■ Task objective
Using the records below, report how many lines include "SignableRequest", and give no more than the number.

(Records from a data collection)
^^^^

//! Conversation orchestrator
//!
//! Drives one conversation through the model/tool loop:
//!
//! ```text
//! AwaitingUserInput -> ModelTurn -> (ToolExecution -> ModelTurn)* -> AwaitingUserInput
//!                                \-> Aborted | Failed
//! ```
//!
//! Every assistant message and every batch of tool results is persisted
//! before the loop moves on, so a transcript in the store is always a valid
//! prefix of the conversation. Each `tool_use` is answered by exactly one
//! `tool_result`, including calls skipped because of cancellation.

mod doom_loop;
mod events;

pub use doom_loop::{
    DoomLoopDetector, RepeatedCall, DEFAULT_DOOM_LOOP_THRESHOLD, DEFAULT_DOOM_LOOP_WINDOW,
};
pub use events::UiEvent;

use crate::error::{ConverseError, Result};
use crate::message::{ContentBlock, Message, Session, TokenUsage, ToolCall};
use crate::permissions::PermissionChecker;
use crate::prompter::{Prompter, QuestionHandler};
use crate::provider::{
    AssembledMessage, AssemblerUpdate, GenerationParams, MessageAssembler, Provider,
    ProviderRequest,
};
use crate::store::SessionStore;
use crate::tools::{SessionToolState, ToolContext, ToolRegistry};
use futures::StreamExt;
use serde::{Deserialize, Serialize};
use std::path::{Path, PathBuf};
use std::sync::Arc;
use tokio::sync::mpsc;
use tokio_util::sync::CancellationToken;
use tracing::Instrument;

/// Default upper bound on model turns per user request
pub const DEFAULT_MAX_TURNS: usize = 50;

/// Output recorded for tool calls skipped by cancellation
pub const CANCELLED_BEFORE_EXECUTION: &str = "cancelled before execution";

/// Tunables for one orchestrator
#[derive(Debug, Clone)]
pub struct OrchestratorConfig {
    pub max_turns: usize,
    pub system_prompt: Option<String>,
    pub params: GenerationParams,
    pub doom_loop_window: usize,
    pub doom_loop_threshold: usize,
}

impl Default for OrchestratorConfig {
    fn default() -> Self {
        Self {
            max_turns: DEFAULT_MAX_TURNS,
            system_prompt: None,
            params: GenerationParams::new(""),
            doom_loop_window: DEFAULT_DOOM_LOOP_WINDOW,
            doom_loop_threshold: DEFAULT_DOOM_LOOP_THRESHOLD,
        }
    }
}

/// Where the orchestrator is in the turn loop
#[derive(Debug, Clone, Copy, PartialEq, Eq, Serialize, Deserialize)]
#[serde(rename_all = "snake_case")]
pub enum OrchestratorState {
    AwaitingUserInput,
    ModelTurn,
    ToolExecution,
    Aborted,
    Failed,
}

/// How a call to [`Orchestrator::process`] ended
#[derive(Debug, Clone, PartialEq, Eq, Serialize, Deserialize)]
#[serde(tag = "status", rename_all = "snake_case")]
pub enum CompletionStatus {
    /// The model answered without requesting more tools
    Completed,
    /// The configured turn bound was reached
    TurnLimit,
    /// The same tool call kept repeating
    DoomLoop,
    /// The caller cancelled
    Cancelled,
    /// The backend or transport failed; `message` carries its text verbatim
    Failed { message: String },
}

/// Result of one user request
#[derive(Debug, Clone, PartialEq)]
pub struct ProcessOutcome {
    pub status: CompletionStatus,
    /// Last assistant message in the transcript, synthetic warnings included
    pub message: Option<Message>,
    /// Model turns issued for this request
    pub turns: usize,
    pub usage: TokenUsage,
    pub session_id: String,
}

impl ProcessOutcome {
    pub fn is_completed(&self) -> bool {
        self.status == CompletionStatus::Completed
    }
}

/// How one model turn's stream ended
enum TurnOutcome {
    Complete(AssembledMessage),
    Cancelled(MessageAssembler),
    Failed(String),
}

/// Drives one conversation
pub struct Orchestrator {
    provider: Arc<dyn Provider>,
    tools: Arc<ToolRegistry>,
    store: Arc<dyn SessionStore>,
    permissions: Arc<PermissionChecker>,
    prompter: Option<Arc<Prompter>>,
    config: OrchestratorConfig,
    workspace: PathBuf,
    session_id: Option<String>,
    tool_state: Arc<SessionToolState>,
    state: OrchestratorState,
}
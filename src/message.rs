//! Conversation data model
//!
//! A [`Session`] owns an ordered, append-only list of [`Message`]s. Each
//! message carries typed [`ContentBlock`]s. These types are exactly what
//! the session store persists, so field names and tagging are part of the
//! on-disk format.

use chrono::{DateTime, Utc};
use serde::{Deserialize, Serialize};
use std::path::{Path, PathBuf};

/// Maximum title length (in characters) derived from the first user message
pub const TITLE_MAX_CHARS: usize = 50;

/// Title used when a session has no user text yet
pub const UNTITLED_SESSION: &str = "New session";

/// Author of a message
#[derive(Debug, Clone, Copy, PartialEq, Eq, Hash, Serialize, Deserialize)]
#[serde(rename_all = "lowercase")]
pub enum Role {
    User,
    Assistant,
    System,
}

impl std::fmt::Display for Role {
    fn fmt(&self, f: &mut std::fmt::Formatter<'_>) -> std::fmt::Result {
        match self {
            Role::User => write!(f, "user"),
            Role::Assistant => write!(f, "assistant"),
            Role::System => write!(f, "system"),
        }
    }
}

/// Lifecycle of a tool call block while it streams in
#[derive(Debug, Clone, Copy, Default, PartialEq, Eq, Serialize, Deserialize)]
#[serde(rename_all = "lowercase")]
pub enum ToolUseStatus {
    /// Arguments are still arriving
    Pending,
    /// Arguments were fully received and parsed
    #[default]
    Complete,
}

/// One typed unit of message content
#[derive(Debug, Clone, PartialEq, Serialize, Deserialize)]
#[serde(tag = "type", rename_all = "snake_case")]
pub enum ContentBlock {
    Text {
        text: String,
    },
    /// Base64-encoded image attached to a user message
    Image {
        media_type: String,
        data: String,
    },
    ToolUse {
        id: String,
        name: String,
        input: serde_json::Value,
        #[serde(default)]
        status: ToolUseStatus,
    },
    ToolResult {
        tool_use_id: String,
        output: String,
        #[serde(default)]
        is_error: bool,
    },
    Error {
        message: String,
    },
}

impl ContentBlock {
    pub fn text(text: impl Into<String>) -> Self {
        Self::Text { text: text.into() }
    }

    pub fn tool_result(tool_use_id: impl Into<String>, output: impl Into<String>, is_error: bool) -> Self {
        Self::ToolResult {
            tool_use_id: tool_use_id.into(),
            output: output.into(),
            is_error,
        }
    }

    pub fn is_tool_use(&self) -> bool {
        matches!(self, Self::ToolUse { .. })
    }
}

/// Token accounting for one message or an accumulated conversation
#[derive(Debug, Clone, Default, PartialEq, Eq, Serialize, Deserialize)]
pub struct TokenUsage {
    pub input_tokens: u64,
    pub output_tokens: u64,
    #[serde(default, skip_serializing_if = "Option::is_none")]
    pub cache_read_tokens: Option<u64>,
    #[serde(default, skip_serializing_if = "Option::is_none")]
    pub cache_write_tokens: Option<u64>,
}

impl TokenUsage {
    pub fn total(&self) -> u64 {
        self.input_tokens + self.output_tokens
    }

    /// Accumulate another usage record into this one
    pub fn add(&mut self, other: &TokenUsage) {
        self.input_tokens += other.input_tokens;
        self.output_tokens += other.output_tokens;
        if let Some(n) = other.cache_read_tokens {
            *self.cache_read_tokens.get_or_insert(0) += n;
        }
        if let Some(n) = other.cache_write_tokens {
            *self.cache_write_tokens.get_or_insert(0) += n;
        }
    }
}

/// A tool call extracted from an assistant message
#[derive(Debug, Clone, PartialEq)]
pub struct ToolCall {
    pub id: String,
    pub name: String,
    pub input: serde_json::Value,
}

/// One entry in the transcript
#[derive(Debug, Clone, PartialEq, Serialize, Deserialize)]
pub struct Message {
    pub id: String,
    pub role: Role,
    pub content: Vec<ContentBlock>,
    pub created_at: DateTime<Utc>,
    #[serde(default, skip_serializing_if = "Option::is_none")]
    pub usage: Option<TokenUsage>,
    #[serde(default, skip_serializing_if = "Option::is_none")]
    pub metadata: Option<serde_json::Map<String, serde_json::Value>>,
}

impl Message {
    /// Build a message, substituting an empty text block for empty content
    pub fn new(role: Role, mut content: Vec<ContentBlock>) -> Self {
        if content.is_empty() {
            content.push(ContentBlock::text(""));
        }
        Self {
            id: new_message_id(),
            role,
            content,
            created_at: Utc::now(),
            usage: None,
            metadata: None,
        }
    }

    pub fn user(text: impl Into<String>) -> Self {
        Self::new(Role::User, vec![ContentBlock::text(text)])
    }

    pub fn assistant(content: Vec<ContentBlock>) -> Self {
        Self::new(Role::Assistant, content)
    }

    pub fn system(text: impl Into<String>) -> Self {
        Self::new(Role::System, vec![ContentBlock::text(text)])
    }

    /// A user-role message carrying the results of one tool round
    pub fn tool_results(results: Vec<ContentBlock>) -> Self {
        Self::new(Role::User, results)
    }

    pub fn with_usage(mut self, usage: TokenUsage) -> Self {
        self.usage = Some(usage);
        self
    }

    /// Attach a metadata entry, creating the map on first use
    pub fn with_metadata(mut self, key: impl Into<String>, value: serde_json::Value) -> Self {
        self.metadata
            .get_or_insert_with(serde_json::Map::new)
            .insert(key.into(), value);
        self
    }

    pub fn metadata_value(&self, key: &str) -> Option<&serde_json::Value> {
        self.metadata.as_ref().and_then(|m| m.get(key))
    }

    /// Whether this message was persisted from a cancelled turn
    pub fn is_incomplete(&self) -> bool {
        self.metadata_value("incomplete")
            .and_then(|v| v.as_bool())
            .unwrap_or(false)
    }

    /// Concatenated text of all text blocks
    pub fn text(&self) -> String {
        self.content
            .iter()
            .filter_map(|block| match block {
                ContentBlock::Text { text } => Some(text.as_str()),
                _ => None,
            })
            .collect::<Vec<_>>()
            .join("")
    }

    /// Tool calls in the order the model emitted them
    pub fn tool_calls(&self) -> Vec<ToolCall> {
        self.content
            .iter()
            .filter_map(|block| match block {
                ContentBlock::ToolUse { id, name, input, .. } => Some(ToolCall {
                    id: id.clone(),
                    name: name.clone(),
                    input: input.clone(),
                }),
                _ => None,
            })
            .collect()
    }

    pub fn has_tool_calls(&self) -> bool {
        self.content.iter().any(ContentBlock::is_tool_use)
    }
}

fn new_message_id() -> String {
    format!("msg-{}", uuid::Uuid::new_v4())
}

/// A conversation and its full transcript
#[derive(Debug, Clone, PartialEq, Serialize, Deserialize)]
pub struct Session {
    pub id: String,
    /// Working directory the conversation operates in
    pub path: PathBuf,
    pub created_at: DateTime<Utc>,
    pub updated_at: DateTime<Utc>,
    #[serde(default, skip_serializing_if = "Option::is_none")]
    pub title: Option<String>,
    /// Backend-assigned continuation token, when the provider issues one
    #[serde(default, skip_serializing_if = "Option::is_none")]
    pub continuation: Option<String>,
    #[serde(default)]
    pub messages: Vec<Message>,
}

impl Session {
    pub fn new(path: impl AsRef<Path>) -> Self {
        let now = Utc::now();
        Self {
            id: uuid::Uuid::new_v4().to_string(),
            path: path.as_ref().to_path_buf(),
            created_at: now,
            updated_at: now,
            title: None,
            continuation: None,
            messages: Vec::new(),
        }
    }

    pub fn push(&mut self, message: Message) {
        self.messages.push(message);
    }

    /// Replace the most recently appended message with a newer version of itself.
    ///
    /// Only the last message may change; returns false if the ids differ or
    /// the transcript is empty.
    pub fn replace_last(&mut self, message: Message) -> bool {
        match self.messages.last_mut() {
            Some(last) if last.id == message.id => {
                *last = message;
                true
            }
            _ => false,
        }
    }

    pub fn last_message(&self) -> Option<&Message> {
        self.messages.last()
    }

    pub fn last_assistant(&self) -> Option<&Message> {
        self.messages.iter().rev().find(|m| m.role == Role::Assistant)
    }

    /// Explicit title, or one derived from the first user text block
    pub fn display_title(&self) -> String {
        if let Some(title) = &self.title {
            return title.clone();
        }
        self.messages
            .iter()
            .filter(|m| m.role == Role::User)
            .flat_map(|m| m.content.iter())
            .find_map(|block| match block {
                ContentBlock::Text { text } if !text.trim().is_empty() => Some(derive_title(text)),
                _ => None,
            })
            .unwrap_or_else(|| UNTITLED_SESSION.to_string())
    }
}

/// Collapse whitespace and cut to [`TITLE_MAX_CHARS`], marking truncation with `...`
pub fn derive_title(text: &str) -> String {
    let collapsed = text.split_whitespace().collect::<Vec<_>>().join(" ");
    if collapsed.chars().count() <= TITLE_MAX_CHARS {
        return collapsed;
    }
    let cut: String = collapsed.chars().take(TITLE_MAX_CHARS).collect();
    format!("{}...", cut.trim_end())
}
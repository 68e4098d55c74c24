//! AWS Signature Version 4 request signing
//!
//! Signing is a pure function of the request parts and a timestamp, so it
//! can be checked offline against published test vectors.

use crate::config::AwsCredentials;
use crate::error::{ConverseError, Result};
use chrono::{DateTime, Utc};
use hmac::{Hmac, Mac};
use sha2::{Digest, Sha256};

type HmacSha256 = Hmac<Sha256>;

pub const ALGORITHM: &str = "AWS4-HMAC-SHA256";

/// The parts of an HTTP request that take part in the signature
#[derive(Debug, Clone)]
pub struct SignableRequest<'a> {
    pub method: &'a str,
    /// Request path as it will be sent (already percent-encoded once)
    pub path: &'a str,
    pub query: &'a [(String, String)],
    /// Headers to sign; must include `host` and `x-amz-date`
    pub headers: &'a [(String, String)],
    /// Hex-encoded SHA-256 of the body
    pub payload_hash: &'a str,
}

/// Signing scope
#[derive(Debug, Clone)]
pub struct SigningParams<'a> {
    pub credentials: &'a AwsCredentials,
    pub region: &'a str,
    pub service: &'a str,
    pub timestamp: DateTime<Utc>,
}

/// Signature plus the intermediate artifacts (useful when debugging 403s)
#[derive(Debug, Clone, PartialEq, Eq)]
pub struct Signature {
    pub canonical_request: String,
    pub string_to_sign: String,
    pub signed_headers: String,
    pub signature: String,
    pub authorization: String,
}

/// `20150830T123600Z`
pub fn amz_date(timestamp: &DateTime<Utc>) -> String {
    timestamp.format("%Y%m%dT%H%M%SZ").to_string()
}

fn short_date(timestamp: &DateTime<Utc>) -> String {
    timestamp.format("%Y%m%d").to_string()
}

pub fn sha256_hex(data: &[u8]) -> String {
    hex::encode(Sha256::digest(data))
}

fn hmac(key: &[u8], data: &[u8]) -> Result<Vec<u8>> {
    let mut mac = HmacSha256::new_from_slice(key)
        .map_err(|e| ConverseError::Config(format!("Invalid signing key: {}", e)))?;
    mac.update(data);
    Ok(mac.finalize().into_bytes().to_vec())
}

/// RFC 3986 percent-encoding of everything except unreserved characters
pub fn uri_encode(input: &str, encode_slash: bool) -> String {
    let mut out = String::with_capacity(input.len());
    for byte in input.bytes() {
        match byte {
            b'A'..=b'Z' | b'a'..=b'z' | b'0'..=b'9' | b'-' | b'_' | b'.' | b'~' => {
                out.push(byte as char)
            }
            b'/' if !encode_slash => out.push('/'),
            _ => out.push_str(&format!("%{:02X}", byte)),
        }
    }
    out
}

/// Non-S3 services encode each path segment a second time
fn canonical_uri(path: &str) -> String {
    if path.is_empty() {
        return "/".to_string();
    }
    uri_encode(path, false)
}

fn canonical_query(query: &[(String, String)]) -> String {
    let mut pairs: Vec<(String, String)> = query
        .iter()
        .map(|(k, v)| (uri_encode(k, true), uri_encode(v, true)))
        .collect();
    pairs.sort();
    pairs
        .iter()
        .map(|(k, v)| format!("{}={}", k, v))
        .collect::<Vec<_>>()
        .join("&")
}

/// Lowercased, sorted, whitespace-collapsed headers and the signed-header list
fn canonical_headers(headers: &[(String, String)]) -> (String, String) {
    let mut merged: std::collections::BTreeMap<String, Vec<String>> = Default::default();
    for (name, value) in headers {
        let value = value.split_whitespace().collect::<Vec<_>>().join(" ");
        merged.entry(name.to_ascii_lowercase()).or_default().push(value);
    }
    let canonical = merged
        .iter()
        .map(|(name, values)| format!("{}:{}\n", name, values.join(",")))
        .collect::<String>();
    let signed = merged.keys().cloned().collect::<Vec<_>>().join(";");
    (canonical, signed)
}

/// Compute the SigV4 signature for `request`
pub fn sign(request: &SignableRequest<'_>, params: &SigningParams<'_>) -> Result<Signature> {
    let (headers, signed_headers) = canonical_headers(request.headers);
    let canonical_request = format!(
        "{}\n{}\n{}\n{}\n{}\n{}",
        request.method.to_ascii_uppercase(),
        canonical_uri(request.path),
        canonical_query(request.query),
        headers,
        signed_headers,
        request.payload_hash,
    );

    let date = short_date(&params.timestamp);
    let scope = format!("{}/{}/{}/aws4_request", date, params.region, params.service);
    let string_to_sign = format!(
        "{}\n{}\n{}\n{}",
        ALGORITHM,
        amz_date(&params.timestamp),
        scope,
        sha256_hex(canonical_request.as_bytes()),
    );

    let secret = format!("AWS4{}", params.credentials.secret_access_key.expose());
    let k_date = hmac(secret.as_bytes(), date.as_bytes())?;
    let k_region = hmac(&k_date, params.region.as_bytes())?;
    let k_service = hmac(&k_region, params.service.as_bytes())?;
    let k_signing = hmac(&k_service, b"aws4_request")?;
    let signature = hex::encode(hmac(&k_signing, string_to_sign.as_bytes())?);

    let authorization = format!(
        "{} Credential={}/{}, SignedHeaders={}, Signature={}",
        ALGORITHM, params.credentials.access_key_id, scope, signed_headers, signature
    );

    Ok(Signature {
        canonical_request,
        string_to_sign,
        signed_headers,
        signature,
        authorization,
    })
}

^^^^

■ Result of the task
2